[Opening DATA SUPPLIED section]

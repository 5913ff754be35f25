//! # Fixed endian integers
//!
//! [`FixedEndian<T, E>`] holds an unsigned integer (`u16`, `u32` or `u64`) whose bytes are
//! always in the `E` order ([`LittleEndian`] or [`BigEndian`]), whatever the machine is.
//! It has the exact layout of a `T` so it can be used directly as a field of structures
//! shared with foreign code, device memory or network buffers.
//!
//! Reading gives back a native integer, writing takes one; all computation happens on
//! native integers:
//!
//! ```
//! use fixendian::{U32Be, U32Le};
//!
//! let mut length = U32Be::new(40);
//! let extra = U32Le::new(2);
//! length.set(length.get() + extra.get());
//! assert_eq!(length, 42_u32);
//! assert_eq!(length.to_bytes(), [0, 0, 0, 42]);
//! ```
//!
//! Structures made of fixed endian fields can be read from and written to streams
//! with `#[derive(Wire)]`:
//!
//! ```
//! use fixendian::{U16Be, U32Be, Wire};
//!
//! #[derive(Wire, Debug, PartialEq)]
//! #[wire(magic(U16Be = 0xabcd))]
//! struct Header {
//!     version: U16Be,
//!     length: U32Be,
//! }
//!
//! let header = Header { version: U16Be::new(1), length: U32Be::new(12) };
//! let mut memory = Vec::new();
//! header.write_to(&mut memory).unwrap();
//! assert_eq!(memory, [0xab, 0xcd, 0, 1, 0, 0, 0, 12]);
//! assert_eq!(Header::read_from(&mut memory.as_slice()).unwrap(), header);
//! ```

#![deny(missing_docs)]

pub mod endian;
pub mod generic;
pub mod primitive;
pub mod stream;

pub use endian::{BigEndian, Endianness, LittleEndian, NativeEndian, NetworkEndian};
pub use generic::{Be, FixedEndian, Le, U16Be, U16Le, U32Be, U32Le, U64Be, U64Le};
pub use primitive::{transform, Unsigned};

pub use fixendian_derive::Wire;

use std::io::{Read, Write};

/// Result of wire operations
pub type Result<T> = std::io::Result<T>;

/// Wire is implemented by values with a fixed representation on a stream.
///
/// Only fields can be skipped, not a whole structure:
///
/// ```compile_fail
/// use fixendian::{U16Be, Wire};
///
/// #[derive(Wire)]
/// #[wire(skip)]
/// struct Skipped {
///     value: U16Be,
/// }
/// ```
pub trait Wire: Sized {
    /// Size on the wire
    fn size_at_rest(&self) -> usize;
    /// Read one value
    fn read_from<R: Read>(from: &mut R) -> Result<Self>;
    /// Write one value
    fn write_to<W: Write>(&self, to: &mut W) -> Result<()>;
}
//! Supported widths and the byte order transform

#![deny(missing_docs)]

use crate::endian::Endianness;
use core::fmt::{Binary, Debug, Display, LowerHex, Octal, UpperHex};
use core::hash::Hash;

mod sealed {
    pub trait Sealed {}
}

/// Unsigned is the set of native integers a fixed endian value can be made of.
///
/// Only `u16`, `u32` and `u64` implement it: signed integers, floats and single bytes
/// are rejected at compile time.
///
/// ```
/// use fixendian::{Be, Le};
/// fn header(_length: Le<u32>, _tag: Be<u16>, _offset: Le<u64>) {}
/// ```
///
/// ```compile_fail
/// use fixendian::{FixedEndian, LittleEndian};
/// fn field(_signed: FixedEndian<i32, LittleEndian>) {}
/// ```
///
/// ```compile_fail
/// use fixendian::Le;
/// fn field(_byte: Le<u8>) {}
/// ```
///
/// ```compile_fail
/// use fixendian::Be;
/// fn field(_wide: Be<u128>) {}
/// ```
///
/// ```compile_fail
/// use fixendian::Le;
/// fn field(_float: Le<f32>) {}
/// ```
#[diagnostic::on_unimplemented(
    message = "`{Self}` cannot be stored in a fixed byte order",
    label = "only u16, u32 and u64 are supported",
    note = "signed and non integer types have no fixed endian representation"
)]
pub trait Unsigned:
    sealed::Sealed
    + Copy
    + Default
    + Eq
    + Ord
    + Hash
    + Debug
    + Display
    + LowerHex
    + UpperHex
    + Binary
    + Octal
    + Send
    + Sync
    + 'static
{
    /// The zero value, its own byte swap
    const ZERO: Self;
    /// Byte array with the same size as Self
    type Bytes: AsRef<[u8]> + AsMut<[u8]> + Copy + Default + Debug + Eq;

    /// Reverse byte order, byte i moves to position `size - 1 - i`
    fn reverse_bytes(self) -> Self;
    /// Memory representation, untouched
    fn to_memory_bytes(self) -> Self::Bytes;
    /// Reinterpret a memory representation, untouched
    fn from_memory_bytes(bytes: Self::Bytes) -> Self;
}

macro_rules! impl_unsigned {
    ($ty:ty, $size:expr) => {
        impl sealed::Sealed for $ty {}

        impl Unsigned for $ty {
            const ZERO: Self = 0;
            type Bytes = [u8; $size];

            #[inline(always)]
            fn reverse_bytes(self) -> Self {
                self.swap_bytes()
            }

            #[inline(always)]
            fn to_memory_bytes(self) -> Self::Bytes {
                self.to_ne_bytes()
            }

            #[inline(always)]
            fn from_memory_bytes(bytes: Self::Bytes) -> Self {
                <$ty>::from_ne_bytes(bytes)
            }
        }
    };
}

impl_unsigned!(u64, 8);
impl_unsigned!(u32, 4);
impl_unsigned!(u16, 2);

/// Convert between native order and the `E` order.
///
/// This is the identity when `E` is the native order and a byte reversal otherwise,
/// so the same function is used in both directions. `E::IS_NATIVE` is a constant,
/// the branch does not survive compilation.
#[inline(always)]
pub fn transform<T: Unsigned, E: Endianness>(value: T) -> T {
    if E::IS_NATIVE {
        value
    } else {
        value.reverse_bytes()
    }
}
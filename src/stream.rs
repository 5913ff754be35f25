//! Reading and writing fixed endian values on streams

#![deny(missing_docs)]

use crate::endian::Endianness;
use crate::generic::FixedEndian;
use crate::primitive::Unsigned;
use crate::{Result, Wire};

use std::io::{Read, Write};

/// A fixed endian value is written as its stored bytes, whatever the host order
impl<T: Unsigned, E: Endianness> Wire for FixedEndian<T, E> {
    fn size_at_rest(&self) -> usize {
        core::mem::size_of::<T>()
    }

    fn read_from<R: Read>(from: &mut R) -> Result<Self> {
        let mut buffer = T::Bytes::default();
        from.read_exact(buffer.as_mut())?;
        Ok(Self::from_bytes(buffer))
    }

    fn write_to<W: Write>(&self, to: &mut W) -> Result<()> {
        to.write_all(self.to_bytes().as_ref())
    }
}

// single bytes have no byte order
impl Wire for u8 {
    fn size_at_rest(&self) -> usize {
        1
    }

    fn read_from<R: Read>(from: &mut R) -> Result<Self> {
        let mut buffer = [0_u8];
        from.read_exact(&mut buffer)?;
        Ok(buffer[0])
    }

    fn write_to<W: Write>(&self, to: &mut W) -> Result<()> {
        to.write_all(&[*self])
    }
}

/// Opaque byte strings (uuids, names, padding)
impl<const N: usize> Wire for [u8; N] {
    fn size_at_rest(&self) -> usize {
        N
    }

    fn read_from<R: Read>(from: &mut R) -> Result<Self> {
        let mut buffer = [0_u8; N];
        from.read_exact(&mut buffer)?;
        Ok(buffer)
    }

    fn write_to<W: Write>(&self, to: &mut W) -> Result<()> {
        to.write_all(self)
    }
}

/// Error reported when a structure does not start with its magic value
pub fn magic_mismatch<M: std::fmt::LowerHex>(expected: M, found: M) -> std::io::Error {
    let message = format!("magic value {expected:#x} expected, found {found:#x}");
    log::debug!("{message}");
    std::io::Error::new(std::io::ErrorKind::InvalidData, message)
}
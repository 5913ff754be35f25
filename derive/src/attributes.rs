use proc_macro2::Ident;
use syn::parse::{Parse, Result};
use syn::spanned::Spanned;
use syn::{Attribute, Expr};

/// Attributes that can be used with derive, all in one structure to make it easier to parse.
#[derive(Clone, Default)]
pub struct Attributes {
    /// magic type and value for this structure
    pub magic: Option<(Ident, Expr)>,
    /// field is not on the wire, it is defaulted on read
    pub skip: bool,
}

impl Attributes {
    /// Get structure attributes dedicated to this derive
    pub fn parse(attrs: &[Attribute]) -> Result<Self> {
        let mut result = Attributes::default();
        result._parse(attrs)?;
        Ok(result)
    }

    // sub method of parse and extend
    fn _parse(&mut self, attrs: &[Attribute]) -> Result<()> {
        for attribute in attrs.iter() {
            if !attribute.path().is_ident("wire") {
                continue;
            }
            let meta_parser = syn::meta::parser(|meta| {
                if meta.path.is_ident("skip") {
                    self.skip = true;
                    Ok(())
                } else if meta.path.is_ident("magic") {
                    meta.parse_nested_meta(|meta| {
                        let ident = meta.path.get_ident().cloned().ok_or_else(|| {
                            meta.error("Magic must be of the form #[wire(magic(<type>=<value>))]")
                        })?;
                        let value = Expr::parse(meta.value()?)?;
                        self.magic = Some((ident, value));
                        Ok(())
                    })
                } else {
                    Err(meta.error("Unsupported wire attribute"))
                }
            });
            attribute.parse_args_with(meta_parser)?;
        }
        Ok(())
    }

    /// Structure attributes, a whole structure cannot be skipped
    pub fn for_struct(attrs: &[Attribute]) -> Result<Self> {
        let result = Self::parse(attrs)?;
        if result.skip {
            let attribute = attrs.iter().find(|a| a.path().is_ident("wire"));
            let span = attribute.map_or_else(proc_macro2::Span::call_site, |a| a.span());
            return Err(syn::Error::new(span, "skip is only allowed on fields"));
        }
        Ok(result)
    }

    /// Field attributes, magic does not propagate to fields
    pub fn for_field(attrs: &[Attribute]) -> Result<Self> {
        let result = Self::parse(attrs)?;
        if let Some((ident, _)) = &result.magic {
            return Err(syn::Error::new(ident.span(), "magic is only allowed on the structure"));
        }
        Ok(result)
    }
}
//! Null passthrough for per-row operations.
//!
//! A null value produces a null result before any cryptographic state is
//! touched: the operation closure is not called, so the nonce does not advance
//! and the associated data is never read. Null or empty associated data is
//! the same as no associated data.

use super::block::Row;
use super::error::FunctionError;

/// Apply `op` to a row's value and associated data, passing nulls through.
pub fn map_row<F>(row: Row<'_>, op: F) -> Result<Option<Vec<u8>>, FunctionError>
where
    F: FnOnce(&[u8], Option<&[u8]>) -> Result<Vec<u8>, FunctionError>,
{
    let Some(value) = row.primary() else {
        return Ok(None);
    };
    op(value, normalize_associated_data(row.associated_data())).map(Some)
}

/// Collapse empty associated data to absent.
pub fn normalize_associated_data(ad: Option<&[u8]>) -> Option<&[u8]> {
    ad.filter(|ad| !ad.is_empty())
}
//! Runtime detection of hardware support for AES-GCM.

use thiserror::Error;

/// Which AES-GCM implementation will serve this process.
#[derive(Debug, Clone, Copy, PartialEq, Eq)]
pub enum Backend {
    /// AES and carry-less multiply instructions are available.
    Hardware,
    /// Constant-time software fallback.
    Software,
}

#[derive(Debug, Error)]
pub enum PlatformError {
    #[error("system support required for AES256-GCM is unavailable")]
    Unsupported,
}

/// Returns `true` if the CPU exposes AES and carry-less multiply instructions.
pub fn hardware_available() -> bool {
    #[cfg(any(target_arch = "x86", target_arch = "x86_64"))]
    {
        std::arch::is_x86_feature_detected!("aes") && std::arch::is_x86_feature_detected!("pclmulqdq")
    }
    #[cfg(target_arch = "aarch64")]
    {
        std::arch::is_aarch64_feature_detected!("aes")
            && std::arch::is_aarch64_feature_detected!("pmull")
    }
    #[cfg(not(any(target_arch = "x86", target_arch = "x86_64", target_arch = "aarch64")))]
    {
        false
    }
}

/// Decide which backend serves this process, once per function setup.
///
/// # Errors
///
/// Returns [`PlatformError::Unsupported`] when `require_hardware` is set and the
/// CPU lacks the instructions.
pub fn check_support(require_hardware: bool) -> Result<Backend, PlatformError> {
    select_backend(hardware_available(), require_hardware)
}

fn select_backend(hardware: bool, require_hardware: bool) -> Result<Backend, PlatformError> {
    match (hardware, require_hardware) {
        (true, _) => Ok(Backend::Hardware),
        (false, false) => Ok(Backend::Software),
        (false, true) => Err(PlatformError::Unsupported),
    }
}

#[cfg(test)]
mod tests {
    use super::*;

    #[test]
    fn hardware_always_selected_when_present() {
        assert_eq!(select_backend(true, true).unwrap(), Backend::Hardware);
        assert_eq!(select_backend(true, false).unwrap(), Backend::Hardware);
    }

    #[test]
    fn software_fallback_when_not_required() {
        assert_eq!(select_backend(false, false).unwrap(), Backend::Software);
    }

    #[test]
    fn missing_hardware_is_fatal_when_required() {
        let err = select_backend(false, true).unwrap_err();
        assert!(err.to_string().contains("unavailable"));
    }

    #[test]
    fn check_without_requirement_never_fails() {
        assert!(check_support(false).is_ok());
    }
}
//! Request and response types exchanged with the function host.
//!
//! These types are serialised as JSON. Varchar values travel as JSON strings,
//! varbinary values as standard base64 strings, and SQL NULL as JSON `null`.

use std::collections::HashMap;

use serde::{Deserialize, Serialize};

// ---------------------------------------------------------------------------
// Column types
// ---------------------------------------------------------------------------

/// Host column types the functions accept or produce.
#[derive(Debug, Clone, Copy, PartialEq, Eq, Hash, Serialize, Deserialize)]
#[serde(rename_all = "lowercase")]
pub enum ColumnType {
    /// Variable-length text.
    Varchar,
    /// Variable-length binary.
    Varbinary,
}

/// A named column with its declared maximum length.
#[derive(Debug, Clone, PartialEq, Eq, Serialize, Deserialize)]
pub struct ColumnSpec {
    /// Column name, used in error messages.
    pub name: String,
    /// Column type.
    #[serde(rename = "type")]
    pub column_type: ColumnType,
    /// Declared maximum length in bytes. Always positive for valid columns.
    pub length: i64,
}

impl ColumnSpec {
    /// Construct a [`ColumnSpec`].
    pub fn new(name: impl Into<String>, column_type: ColumnType, length: i64) -> Self {
        Self {
            name: name.into(),
            column_type,
            length,
        }
    }
}

// ---------------------------------------------------------------------------
// Invocation
// ---------------------------------------------------------------------------

/// Request body for `POST /encrypt` and `POST /decrypt`.
///
/// One request is one statement: the function is set up once from
/// `parameters` and `columns`, then processes `rows` as a single block.
#[derive(Debug, Clone, Serialize, Deserialize)]
pub struct InvokeRequest {
    /// Named function parameters, e.g. `{"key": "/etc/colcrypt/column.key"}`.
    #[serde(default)]
    pub parameters: HashMap<String, String>,
    /// Argument columns: the value column, optionally followed by an
    /// associated-data column.
    pub columns: Vec<ColumnSpec>,
    /// Row values, one entry per argument column.
    #[serde(default)]
    pub rows: Vec<Vec<Option<String>>>,
}

/// Successful response body for `POST /encrypt` and `POST /decrypt`.
#[derive(Debug, Clone, Serialize, Deserialize)]
pub struct InvokeResponse {
    /// Negotiated result column type.
    pub return_type: ColumnSpec,
    /// One result value per input row, in order.
    pub rows: Vec<Option<String>>,
}

// ---------------------------------------------------------------------------
// Function catalogue
// ---------------------------------------------------------------------------

/// Whether repeated calls with the same arguments return the same result
/// within a statement.
#[derive(Debug, Clone, Copy, PartialEq, Eq, Serialize, Deserialize)]
#[serde(rename_all = "lowercase")]
pub enum Volatility {
    /// Every call may differ.
    Volatile,
    /// Results are fixed for the duration of a statement.
    Stable,
}

/// A named parameter a function declares.
#[derive(Debug, Clone, PartialEq, Eq, Serialize, Deserialize)]
pub struct ParameterDescriptor {
    pub name: String,
    #[serde(rename = "type")]
    pub column_type: ColumnType,
    pub length: i64,
    pub required: bool,
    pub nullable: bool,
    pub description: String,
}

/// One registered function overload.
#[derive(Debug, Clone, Serialize, Deserialize)]
pub struct FunctionDescriptor {
    pub name: String,
    pub arguments: Vec<ColumnType>,
    pub return_type: ColumnType,
    pub volatility: Volatility,
    pub parameters: Vec<ParameterDescriptor>,
    /// File handles each function instance opens.
    pub file_handles: u32,
}

/// Response body for `GET /functions`.
#[derive(Debug, Clone, Serialize, Deserialize)]
pub struct FunctionsResponse {
    pub functions: Vec<FunctionDescriptor>,
}

// ---------------------------------------------------------------------------
// Error response
// ---------------------------------------------------------------------------

/// Standard error response body returned on any non-2xx status.
#[derive(Debug, Clone, Serialize, Deserialize)]
pub struct ErrorResponse {
    /// Short machine-readable error code (e.g. `"bad_request"`).
    pub code: String,
    /// Human-readable description safe to expose to callers.
    pub message: String,
}

impl ErrorResponse {
    /// Construct an [`ErrorResponse`] from a code and message.
    pub fn new(code: impl Into<String>, message: impl Into<String>) -> Self {
        Self {
            code: code.into(),
            message: message.into(),
        }
    }
}

// ---------------------------------------------------------------------------
// Health check
// ---------------------------------------------------------------------------

/// Response body for `GET /health`.
#[derive(Debug, Clone, Serialize, Deserialize)]
pub struct HealthResponse {
    /// Overall service status: `"ok"`.
    pub status: String,
    /// Number of function overloads registered.
    pub functions_registered: usize,
    /// Whether AES-GCM runs on hardware instructions in this process.
    pub hardware_aes: bool,
}
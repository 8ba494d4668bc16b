//! AES-256-GCM column encryption primitives.
//!
//! This module has no HTTP or host-registration concerns.
//! It provides key loading, the per-statement cipher context, the per-batch
//! nonce sequence, and the envelope encrypt/decrypt operations used by the
//! function layer.
//!
//! # Envelope format
//!
//! ```text
//! offset 0..12    nonce (little-endian counter, random-seeded per batch)
//! offset 12..N-16 ciphertext (same length as the plaintext)
//! offset N-16..N  authentication tag
//! ```
//!
//! `N` is always the plaintext length plus [`OVERHEAD`].

pub mod codec;
pub mod context;
pub mod key;
pub mod nonce;
pub mod platform;
pub mod size;

pub use codec::CodecError;
pub use context::CipherContext;
pub use key::{load_key_file, KeyError};
pub use nonce::NonceSequencer;

/// Byte length of an AES-256 key (32 bytes = 256 bits).
pub const KEY_LEN: usize = 32;

/// Byte length of an AES-GCM public nonce (12 bytes = 96 bits).
pub const NONCE_LEN: usize = 12;

/// Byte length of the GCM authentication tag.
pub const TAG_LEN: usize = 16;

/// Bytes added to every plaintext: the nonce prefix plus the tag.
pub const OVERHEAD: usize = NONCE_LEN + TAG_LEN;
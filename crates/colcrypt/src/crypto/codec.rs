//! Envelope encryption and decryption.
//!
//! Both directions work in place on a buffer of the final size, so the only
//! allocation per row is the output value itself.

use aes_gcm::aead::{generic_array::GenericArray, AeadInPlace};
use thiserror::Error;
use zeroize::Zeroize;

use super::context::CipherContext;
use super::nonce::Nonce;
use super::size::{Envelope, EnvelopeParts};
use super::{OVERHEAD, TAG_LEN};

/// Largest plaintext or associated data GCM accepts (2^36 bytes).
const GCM_MAX_INPUT: u64 = 1 << 36;

/// Errors produced by the codec.
///
/// [`CodecError::AuthenticationFailed`] carries no detail: the tag check
/// cannot tell a modified nonce from a modified ciphertext, tag or associated
/// data.
#[derive(Debug, Error, PartialEq, Eq)]
pub enum CodecError {
    /// The envelope is shorter than the fixed nonce + tag overhead.
    #[error("ciphertext is too short ({actual}) expected at least {minimum}")]
    InputTooShort { actual: usize, minimum: usize },

    /// The authentication tag did not verify.
    #[error("failed to verify ciphertext")]
    AuthenticationFailed,

    /// The primitive rejected its input for a reason other than verification.
    #[error("aead operation failed")]
    Internal,
}

/// Encrypt `plaintext` under `nonce`, binding `associated_data`.
///
/// Returns an envelope of exactly `plaintext.len() + OVERHEAD` bytes. The
/// caller must advance its nonce sequence after a successful call.
///
/// # Errors
///
/// Returns [`CodecError::Internal`] only if the plaintext or associated data
/// exceed the GCM input limits.
pub fn encrypt(
    ctx: &CipherContext,
    nonce: &Nonce,
    plaintext: &[u8],
    associated_data: Option<&[u8]>,
) -> Result<Envelope, CodecError> {
    let ad = associated_data.unwrap_or_default();
    if exceeds_gcm_limit(plaintext.len()) || exceeds_gcm_limit(ad.len()) {
        return Err(CodecError::Internal);
    }

    let mut envelope = Envelope::for_plaintext(plaintext.len());
    let parts = envelope.parts_mut();
    parts.nonce.copy_from_slice(nonce);
    parts.ciphertext.copy_from_slice(plaintext);

    let tag = ctx
        .cipher()
        .encrypt_in_place_detached(GenericArray::from_slice(nonce), ad, parts.ciphertext)
        .map_err(|_| CodecError::Internal)?;
    parts.tag.copy_from_slice(&tag);

    Ok(envelope)
}

/// Verify and decrypt an envelope produced by [`encrypt`].
///
/// Returns a plaintext of exactly `envelope.len() - OVERHEAD` bytes.
///
/// # Errors
///
/// - [`CodecError::InputTooShort`] if `envelope` is shorter than [`OVERHEAD`].
/// - [`CodecError::AuthenticationFailed`] if the tag does not match the nonce,
///   ciphertext and associated data.
/// - [`CodecError::Internal`] if the ciphertext or associated data exceed the
///   GCM input limits.
pub fn decrypt(
    ctx: &CipherContext,
    envelope: &[u8],
    associated_data: Option<&[u8]>,
) -> Result<Vec<u8>, CodecError> {
    let parts = Envelope::parse(envelope).ok_or(CodecError::InputTooShort {
        actual: envelope.len(),
        minimum: OVERHEAD,
    })?;
    let ad = associated_data.unwrap_or_default();
    if exceeds_gcm_limit(parts.ciphertext.len()) || exceeds_gcm_limit(ad.len()) {
        return Err(CodecError::Internal);
    }
    debug_assert_eq!(parts.tag.len(), TAG_LEN);

    let mut plaintext = parts.ciphertext.to_vec();
    open_in_place(ctx, &parts, ad, &mut plaintext)?;
    Ok(plaintext)
}

/// Decrypt `buffer` in place against the nonce and tag in `parts`.
///
/// On failure `buffer` holds unauthenticated output; it is zeroed and cleared
/// before returning.
fn open_in_place(
    ctx: &CipherContext,
    parts: &EnvelopeParts<'_>,
    ad: &[u8],
    buffer: &mut Vec<u8>,
) -> Result<(), CodecError> {
    let opened = ctx.cipher().decrypt_in_place_detached(
        GenericArray::from_slice(parts.nonce),
        ad,
        buffer.as_mut_slice(),
        GenericArray::from_slice(parts.tag),
    );
    if opened.is_err() {
        buffer.zeroize();
        return Err(CodecError::AuthenticationFailed);
    }
    Ok(())
}

fn exceeds_gcm_limit(len: usize) -> bool {
    len as u64 > GCM_MAX_INPUT
}

#[cfg(test)]
mod tests {
    use super::*;
    use crate::crypto::key::KeyBytes;
    use crate::crypto::nonce::NonceSequencer;
    use crate::crypto::{KEY_LEN, NONCE_LEN};

    fn zero_ctx() -> CipherContext {
        CipherContext::derive(&KeyBytes::new([0u8; KEY_LEN]))
    }

    fn seal(ctx: &CipherContext, plaintext: &[u8], ad: Option<&[u8]>) -> Vec<u8> {
        let seq = NonceSequencer::start();
        encrypt(ctx, seq.current(), plaintext, ad).unwrap().into_bytes()
    }

    #[test]
    fn hello_with_zero_key() {
        let ctx = zero_ctx();
        let envelope = seal(&ctx, b"hello", None);
        assert_eq!(envelope.len(), 33);
        assert_eq!(decrypt(&ctx, &envelope, None).unwrap(), b"hello");
        assert_eq!(
            decrypt(&ctx, &envelope, Some(&b"x"[..])).unwrap_err(),
            CodecError::AuthenticationFailed
        );
    }

    #[test]
    fn empty_plaintext_round_trip() {
        let ctx = zero_ctx();
        let envelope = seal(&ctx, b"", None);
        assert_eq!(envelope.len(), OVERHEAD);
        assert_eq!(decrypt(&ctx, &envelope, None).unwrap(), b"");
    }

    #[test]
    fn round_trip_with_associated_data() {
        let ctx = zero_ctx();
        for plaintext in [&b""[..], &b"a"[..], &b"123-45-6789"[..], &[0xAB; 1000][..]] {
            for ad in [None, Some(&b"row-42"[..]), Some(&[0u8; 3][..])] {
                let envelope = seal(&ctx, plaintext, ad);
                assert_eq!(envelope.len(), plaintext.len() + OVERHEAD);
                let opened = decrypt(&ctx, &envelope, ad).unwrap();
                assert_eq!(opened, plaintext);
            }
        }
    }

    #[test]
    fn absent_and_empty_ad_are_equivalent() {
        let ctx = zero_ctx();
        let envelope = seal(&ctx, b"secret", None);
        assert!(decrypt(&ctx, &envelope, Some(&b""[..])).is_ok());
        let envelope = seal(&ctx, b"secret", Some(&b""[..]));
        assert!(decrypt(&ctx, &envelope, None).is_ok());
        assert_eq!(
            decrypt(&ctx, &envelope, Some(&b"other"[..])).unwrap_err(),
            CodecError::AuthenticationFailed
        );
    }

    #[test]
    fn nonce_is_envelope_prefix() {
        let ctx = zero_ctx();
        let nonce = [9u8; NONCE_LEN];
        let envelope = encrypt(&ctx, &nonce, b"abc", None).unwrap();
        assert_eq!(&envelope.as_bytes()[..NONCE_LEN], &nonce);
        assert_eq!(envelope.plaintext_len(), 3);
    }

    #[test]
    fn ciphertext_differs_from_plaintext() {
        let ctx = zero_ctx();
        let envelope = seal(&ctx, b"plaintext-visible", None);
        assert_ne!(&envelope[NONCE_LEN..NONCE_LEN + 17], b"plaintext-visible");
    }

    #[test]
    fn every_bit_flip_is_detected() {
        let ctx = zero_ctx();
        let ad: &[u8] = b"ad";
        let envelope = seal(&ctx, b"hi", Some(ad));
        for i in 0..envelope.len() * 8 {
            let mut tampered = envelope.clone();
            tampered[i / 8] ^= 1 << (i % 8);
            assert_eq!(
                decrypt(&ctx, &tampered, Some(ad)).unwrap_err(),
                CodecError::AuthenticationFailed,
                "bit {i}"
            );
        }
        for i in 0..ad.len() * 8 {
            let mut tampered_ad = ad.to_vec();
            tampered_ad[i / 8] ^= 1 << (i % 8);
            assert_eq!(
                decrypt(&ctx, &envelope, Some(tampered_ad.as_slice())).unwrap_err(),
                CodecError::AuthenticationFailed
            );
        }
    }

    #[test]
    fn failed_open_leaves_no_output() {
        let ctx = zero_ctx();
        let mut envelope = seal(&ctx, b"sensitive value", None);
        envelope[NONCE_LEN] ^= 0x80;
        let parts = Envelope::parse(&envelope).unwrap();

        let mut buffer = parts.ciphertext.to_vec();
        assert_eq!(
            open_in_place(&ctx, &parts, &[], &mut buffer).unwrap_err(),
            CodecError::AuthenticationFailed
        );
        assert!(buffer.is_empty());
    }

    #[test]
    fn wrong_key_fails_authentication() {
        let envelope = seal(&zero_ctx(), b"secret", None);
        let other = CipherContext::derive(&KeyBytes::new([1u8; KEY_LEN]));
        assert_eq!(
            decrypt(&other, &envelope, None).unwrap_err(),
            CodecError::AuthenticationFailed
        );
    }

    #[test]
    fn short_envelopes_are_rejected() {
        let ctx = zero_ctx();
        for len in 0..OVERHEAD {
            let err = decrypt(&ctx, &vec![0u8; len], None).unwrap_err();
            assert_eq!(
                err,
                CodecError::InputTooShort {
                    actual: len,
                    minimum: OVERHEAD
                }
            );
        }
    }

    #[test]
    fn too_short_message_reports_lengths() {
        let err = decrypt(&zero_ctx(), &[0u8; 5], None).unwrap_err();
        let msg = err.to_string();
        assert!(msg.contains('5') && msg.contains("28"), "{msg}");
    }

    #[test]
    fn gcm_limit_check() {
        assert!(!exceeds_gcm_limit(0));
        assert!(!exceeds_gcm_limit(1 << 20));
    }
}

[Closing DATA SUPPLIED section]

• _WORK ORDER_
The lines above, from the first through the one containing "the machine is.", must be restated word for word, with nothing added.

• _TASK OUTPUT_
repository 5913ff754be35f25
//! # Fixed endian integers
//!
//! [`FixedEndian<T, E>`] holds an unsigned integer (`u16`, `u32` or `u64`) whose bytes are
//! always in the `E` order ([`LittleEndian`] or [`BigEndian`]), whatever the machine is.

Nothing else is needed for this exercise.